The threat regulation
The professor adds that despite popular claims by some that bitcoin will replace the US dollar as the world’s reserve currency, the digital asset remains too volatile to serve this purpose.
Write in an opinion piece, the economist admits that “there is a demand for a non-intermediary, direct payment method, and crypto can fulfill that function.” However, Cowen, whose piece begins focusing on stablecoins, explains that while these may seem appealing to users who want to “transfer something in dollars but with crypto-like features,” they still come with risks. Cowen expands on this view:
First, the stablecoin peg to the dollar could one day be broken, an old problem with pegged exchange rates that Milton Friedman often warned about. Second, to the extent that stablecoins and other crypto assets become an important part of the financial system, they will receive more regulatory attention.

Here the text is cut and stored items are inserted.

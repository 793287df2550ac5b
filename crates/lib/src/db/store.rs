//! On-disk ledger document handling.
//!
//! The ledger is a single JSON document, written atomically (write to a
//! `.tmp` sibling, then rename) and stamped with a format version that
//! is checked on load. A missing file loads as an empty ledger.

use std::collections::BTreeMap;
use std::fs;
use std::io;
use std::path::Path;

use serde::{Deserialize, Serialize};

use crate::artifact::{ArtifactKey, Descriptor};
use crate::consts::LEDGER_FORMAT_VERSION;

use super::{DbError, VersionRow};

/// The persisted ledger document.
#[derive(Debug, Serialize, Deserialize)]
pub(super) struct LedgerFile {
  pub version: u32,
  pub rows: Vec<VersionRow>,
  pub artifacts: BTreeMap<ArtifactKey, Descriptor>,
}

impl Default for LedgerFile {
  fn default() -> Self {
    Self {
      version: LEDGER_FORMAT_VERSION,
      rows: Vec::new(),
      artifacts: BTreeMap::new(),
    }
  }
}

/// Load a ledger document, returning an empty one when the file does
/// not exist yet.
pub(super) fn load(path: &Path) -> Result<LedgerFile, DbError> {
  let content = match fs::read_to_string(path) {
    Ok(content) => content,
    Err(e) if e.kind() == io::ErrorKind::NotFound => return Ok(LedgerFile::default()),
    Err(e) => {
      return Err(DbError::Read {
        path: path.to_path_buf(),
        source: e,
      });
    }
  };

  let file: LedgerFile = serde_json::from_str(&content).map_err(|e| DbError::Parse {
    path: path.to_path_buf(),
    source: e,
  })?;

  if file.version != LEDGER_FORMAT_VERSION {
    return Err(DbError::UnsupportedVersion(file.version));
  }

  Ok(file)
}

/// Save a ledger document atomically.
pub(super) fn save(path: &Path, file: &LedgerFile) -> Result<(), DbError> {
  if let Some(parent) = path.parent()
    && !parent.as_os_str().is_empty()
  {
    fs::create_dir_all(parent).map_err(|e| DbError::Write {
      path: path.to_path_buf(),
      source: e,
    })?;
  }

  let content = serde_json::to_string_pretty(file).map_err(DbError::Serialize)?;

  let mut temp_path = path.as_os_str().to_owned();
  temp_path.push(".tmp");
  let temp_path = std::path::PathBuf::from(temp_path);

  fs::write(&temp_path, &content).map_err(|e| DbError::Write {
    path: temp_path.clone(),
    source: e,
  })?;
  fs::rename(&temp_path, path).map_err(|e| DbError::Write {
    path: path.to_path_buf(),
    source: e,
  })?;

  Ok(())
}
//! Lifecycle notifications for rules, jobs, and command execution.
//!
//! The engine emits `BuildEvent`s at well-defined points (rule declared,
//! dependency added, command spawned, ...) so that front ends can render
//! progress or verbosity output. Events are pure notifications: the
//! engine's correctness never depends on a listener being present.

use std::sync::{Arc, Mutex, PoisonError};

use tracing::debug;

/// Which output stream of a command an event refers to.
#[derive(Debug, Clone, Copy, PartialEq, Eq)]
pub enum StreamKind {
  Stdout,
  Stderr,
  Combined,
}

impl std::fmt::Display for StreamKind {
  fn fmt(&self, f: &mut std::fmt::Formatter<'_>) -> std::fmt::Result {
    match self {
      StreamKind::Stdout => write!(f, "stdout"),
      StreamKind::Stderr => write!(f, "stderr"),
      StreamKind::Combined => write!(f, "combined"),
    }
  }
}

/// A lifecycle notification emitted by the engine.
///
/// `rule` is always the emitting rule's label.
#[derive(Debug, Clone, PartialEq)]
pub enum BuildEvent {
  /// A rule was added to the graph.
  RuleDeclared { rule: String },

  /// A job started binding its dependencies and outputs.
  RuleDefining { rule: String },

  /// A job finished (up to date or executed).
  RuleDefined { rule: String },

  /// A dependency was bound to a job (declared or discovered).
  DependencyAdded { rule: String, artifact: String },

  /// An output was bound to a job (declared or discovered).
  OutputAdded { rule: String, artifact: String },

  /// A job is about to invoke its recipe.
  RecipeInvoked { rule: String },

  /// A command is about to be spawned.
  CommandSpawning { rule: String, command: String },

  /// A command process started.
  CommandSpawned { rule: String, pid: Option<u32> },

  /// A command process finished.
  CommandCompleted { rule: String, code: Option<i32> },

  /// A command stream finished being captured into a sink.
  OutputCaptured {
    rule: String,
    stream: StreamKind,
    artifact: Option<String>,
  },
}

/// Receives engine events.
///
/// Implementations must be cheap and non-blocking; they run inline on the
/// emitting job's task.
pub trait EventSink: Send + Sync {
  fn event(&self, event: &BuildEvent);
}

/// Fans events out to zero or more sinks.
#[derive(Clone, Default)]
pub struct EventBus {
  sinks: Vec<Arc<dyn EventSink>>,
}

impl EventBus {
  pub fn new() -> Self {
    Self::default()
  }

  /// Register a sink. Sinks are invoked in subscription order.
  pub fn subscribe(&mut self, sink: Arc<dyn EventSink>) {
    self.sinks.push(sink);
  }

  pub fn emit(&self, event: BuildEvent) {
    for sink in &self.sinks {
      sink.event(&event);
    }
  }
}

impl std::fmt::Debug for EventBus {
  fn fmt(&self, f: &mut std::fmt::Formatter<'_>) -> std::fmt::Result {
    f.debug_struct("EventBus").field("sinks", &self.sinks.len()).finish()
  }
}

/// Forwards every event to `tracing` at debug level.
#[derive(Debug, Default)]
pub struct TracingSink;

impl EventSink for TracingSink {
  fn event(&self, event: &BuildEvent) {
    debug!(event = ?event, "build event");
  }
}

/// Records every event in memory. Useful for tests and TUI front ends
/// that render after the fact.
#[derive(Default)]
pub struct CollectingSink {
  events: Mutex<Vec<BuildEvent>>,
}

impl CollectingSink {
  pub fn new() -> Arc<Self> {
    Arc::new(Self::default())
  }

  pub fn events(&self) -> Vec<BuildEvent> {
    self.events.lock().unwrap_or_else(PoisonError::into_inner).clone()
  }

  /// Count events matching a predicate.
  pub fn count_where(&self, predicate: impl Fn(&BuildEvent) -> bool) -> usize {
    self
      .events
      .lock()
      .unwrap_or_else(PoisonError::into_inner)
      .iter()
      .filter(|e| predicate(e))
      .count()
  }
}

impl EventSink for CollectingSink {
  fn event(&self, event: &BuildEvent) {
    self
      .events
      .lock()
      .unwrap_or_else(PoisonError::into_inner)
      .push(event.clone());
  }
}
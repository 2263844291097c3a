use tracestore_model::{KeyValue, Trace};

use crate::Adjuster;

/// Keys relocated from span-level to process-level tags. Exact string
/// match only — no prefix or glob matching.
const OTEL_SDK_KEYS: &[&str] = &[
    "telemetry.sdk.language",
    "telemetry.sdk.name",
    "telemetry.sdk.version",
    "telemetry.distro.name",
    "telemetry.distro.version",
];

/// Relocates telemetry-SDK tags from each span's `Tags` to its
/// `Process.Tags`, then stably sorts `Process.Tags` by key.
///
/// Idempotent: a tag already promoted is never present in `Span.Tags`
/// again, so a second pass finds nothing left to promote and the sort is
/// already stable, so two applications commute to the same `Trace`.
#[derive(Clone, Copy, Debug, Default)]
pub struct OtelTagRelocation;

impl Adjuster for OtelTagRelocation {
    fn adjust(&self, mut trace: Trace) -> Trace {
        for span in &mut trace.spans {
            let mut kept = Vec::with_capacity(span.tags.len());
            let mut promoted: Vec<KeyValue> = Vec::new();
            for tag in span.tags.drain(..) {
                if OTEL_SDK_KEYS.contains(&tag.key.as_str()) {
                    promoted.push(tag);
                } else {
                    kept.push(tag);
                }
            }
            span.tags = kept;
            span.process.tags.extend(promoted);
            span.process.sort_tags();
        }
        trace
    }
}

#[cfg(test)]
mod tests {
    use super::*;
    use tracestore_model::testing::new_test_trace;
    use tracestore_model::{SpanId, TraceId};

    #[test]
    fn promotes_recognized_keys_preserving_kept_order_and_sorting_promoted() {
        let mut trace = new_test_trace(TraceId::new(0, 1));
        let span = &mut trace.spans[0];
        span.tags = vec![
            KeyValue::new("http.method", "GET"),
            KeyValue::new("telemetry.sdk.name", "x"),
            KeyValue::new("telemetry.sdk.version", "1.2"),
            KeyValue::new("db.system", "pg"),
        ];
        span.process.tags = Vec::new();

        let adjusted = OtelTagRelocation.adjust(trace);
        let span = &adjusted.spans[0];

        assert_eq!(
            span.tags,
            vec![
                KeyValue::new("http.method", "GET"),
                KeyValue::new("db.system", "pg"),
            ]
        );
        assert_eq!(
            span.process.tags,
            vec![
                KeyValue::new("telemetry.sdk.name", "x"),
                KeyValue::new("telemetry.sdk.version", "1.2"),
            ]
        );
    }

    #[test]
    fn is_idempotent() {
        let mut trace = new_test_trace(TraceId::new(0, 1));
        trace.spans[0].tags = vec![
            KeyValue::new("telemetry.sdk.name", "x"),
            KeyValue::new("http.method", "GET"),
        ];
        let once = OtelTagRelocation.adjust(trace);
        let twice = OtelTagRelocation.adjust(once.clone());
        assert_eq!(once, twice);
    }

    #[test]
    fn never_drops_a_span() {
        let trace = new_test_trace(TraceId::new(0, 1));
        let span_count = trace.spans.len();
        let adjusted = OtelTagRelocation.adjust(trace);
        assert_eq!(adjusted.spans.len(), span_count);
        let _ = SpanId::new(1);
    }
}
use std::time::{Duration, SystemTime};

use serde::{Deserialize, Serialize};
use tracestore_model::{KeyValue, Log, Process, RefType, Span, SpanFlags, SpanId, SpanRef, TraceId, Value};
use tracing::warn;

/// The document shape stored in a `{prefix}-jaeger-span-*` index. Field
/// names follow Jaeger's real Elasticsearch mapping (`traceID`, `spanID`,
/// `startTime` in epoch micros) so a document dumped from this backend
/// reads the way a Jaeger operator would expect.
#[derive(Clone, Debug, Serialize, Deserialize)]
pub struct SpanDoc {
    #[serde(rename = "traceID")]
    pub trace_id: String,
    #[serde(rename = "spanID")]
    pub span_id: String,
    #[serde(rename = "operationName")]
    pub operation_name: String,
    pub references: Vec<RefDoc>,
    #[serde(rename = "startTime")]
    pub start_time_micros: u64,
    #[serde(rename = "duration")]
    pub duration_micros: u64,
    pub tags: Vec<TagDoc>,
    pub logs: Vec<LogDoc>,
    pub process: ProcessDoc,
    pub flags: u32,
}

#[derive(Clone, Debug, Serialize, Deserialize)]
pub struct RefDoc {
    #[serde(rename = "traceID")]
    pub trace_id: String,
    #[serde(rename = "spanID")]
    pub span_id: String,
    #[serde(rename = "refType")]
    pub ref_type: String,
}

#[derive(Clone, Debug, Serialize, Deserialize)]
pub struct TagDoc {
    pub key: String,
    #[serde(rename = "type")]
    pub kind: String,
    pub value: String,
}

#[derive(Clone, Debug, Serialize, Deserialize)]
pub struct LogDoc {
    pub timestamp: u64,
    pub fields: Vec<TagDoc>,
}

#[derive(Clone, Debug, Serialize, Deserialize)]
pub struct ProcessDoc {
    #[serde(rename = "serviceName")]
    pub service_name: String,
    pub tags: Vec<TagDoc>,
}

fn tags_to_docs(tags: &[KeyValue]) -> Vec<TagDoc> {
    tags.iter()
        .map(|t| TagDoc { key: t.key.clone(), kind: t.value.type_name().to_string(), value: t.value.as_display() })
        .collect()
}

fn tags_from_docs(docs: Vec<TagDoc>) -> Vec<KeyValue> {
    docs.into_iter()
        .map(|d| {
            let value = match d.kind.as_str() {
                "bool" => Value::Bool(d.value == "true"),
                "int64" => Value::I64(d.value.parse().unwrap_or_default()),
                "float64" => Value::F64(d.value.parse().unwrap_or_default()),
                "binary" => Value::Binary(d.value.into_bytes()),
                _ => Value::String(d.value),
            };
            KeyValue { key: d.key, value }
        })
        .collect()
}

impl From<&Span> for SpanDoc {
    fn from(span: &Span) -> Self {
        let start_time_micros = span
            .start_time
            .duration_since(SystemTime::UNIX_EPOCH)
            .unwrap_or_default()
            .as_micros() as u64;
        SpanDoc {
            trace_id: span.trace_id.to_string(),
            span_id: span.span_id.to_string(),
            operation_name: span.operation_name.clone(),
            references: span
                .references
                .iter()
                .map(|r| RefDoc {
                    trace_id: r.trace_id.to_string(),
                    span_id: r.span_id.to_string(),
                    ref_type: if r.ref_type == RefType::FollowsFrom { "FOLLOWS_FROM" } else { "CHILD_OF" }
                        .to_string(),
                })
                .collect(),
            start_time_micros,
            duration_micros: span.duration.as_micros() as u64,
            tags: tags_to_docs(&span.tags),
            logs: span
                .logs
                .iter()
                .map(|l| LogDoc {
                    timestamp: l.timestamp.duration_since(SystemTime::UNIX_EPOCH).unwrap_or_default().as_micros()
                        as u64,
                    fields: tags_to_docs(&l.fields),
                })
                .collect(),
            process: ProcessDoc {
                service_name: span.process.service_name.clone(),
                tags: tags_to_docs(&span.process.tags),
            },
            flags: span.flags.0,
        }
    }
}

fn parse_trace_id(hex: &str) -> TraceId {
    TraceId::from_hex(hex).unwrap_or_else(|e| {
        warn!(error = %e, hex, "treating unparsable traceID document field as invalid");
        TraceId::INVALID
    })
}

fn parse_span_id(hex: &str) -> SpanId {
    SpanId::from_hex(hex).unwrap_or_else(|e| {
        warn!(error = %e, hex, "treating unparsable spanID document field as invalid");
        SpanId::INVALID
    })
}

impl SpanDoc {
    pub fn into_span(self) -> Span {
        let trace_id = parse_trace_id(&self.trace_id);
        Span {
            trace_id,
            span_id: parse_span_id(&self.span_id),
            operation_name: self.operation_name,
            references: self
                .references
                .into_iter()
                .map(|r| SpanRef {
                    trace_id: parse_trace_id(&r.trace_id),
                    span_id: parse_span_id(&r.span_id),
                    ref_type: if r.ref_type == "FOLLOWS_FROM" { RefType::FollowsFrom } else { RefType::ChildOf },
                })
                .collect(),
            start_time: SystemTime::UNIX_EPOCH + Duration::from_micros(self.start_time_micros),
            duration: Duration::from_micros(self.duration_micros),
            tags: tags_from_docs(self.tags),
            logs: self
                .logs
                .into_iter()
                .map(|l| Log {
                    timestamp: SystemTime::UNIX_EPOCH + Duration::from_micros(l.timestamp),
                    fields: tags_from_docs(l.fields),
                })
                .collect(),
            process: Process { service_name: self.process.service_name, tags: tags_from_docs(self.process.tags) },
            flags: SpanFlags(self.flags),
        }
    }
}
//! An OpenSearch-backed implementation of the span and dependency storage
//! contract. Spans and dependency snapshots are stored as JSON documents
//! in daily indices named after `index_prefix`, the same partitioning
//! scheme Jaeger's Elasticsearch/OpenSearch storage uses.

mod backend;
mod doc;
mod indices;

pub use backend::OpenSearchBackend;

Cowen believes that governments such as those in the US have already shown that they are against “a financial system that is developing beyond the reach of regulators.” Consequently, these governments will respond to the rise of stablecoins by imposing restrictions or regulations that will “limit many of their advantages over the traditional banking industry.”
Crypto Tax Evasion
Likewise, Cowen agrees that “crypto assets such as bitcoin or ether” can be useful in hedging against inflation or as “speculative vehicles”. However, he states that “you probably wouldn’t want to use them (BTC and ETH) as your primary purchasing tool. Bitcoin and ether can only be used for “a modest portion of your purchases.” However, for large purchases, Cowen cautions:
It’s too risky to make them the bulk of your checking and savings accounts. The dollar, euro or, for that matter, the Mexican peso are nowhere near as volatile.
Finally, in an effort to support his position on cryptocurrencies, Cowen reiterates the claim that people are drawn to digital currencies because they want to avoid paying taxes. Cowen warns that such “crypto tax evasion is better suited as a marginal than as a mainstream enterprise.”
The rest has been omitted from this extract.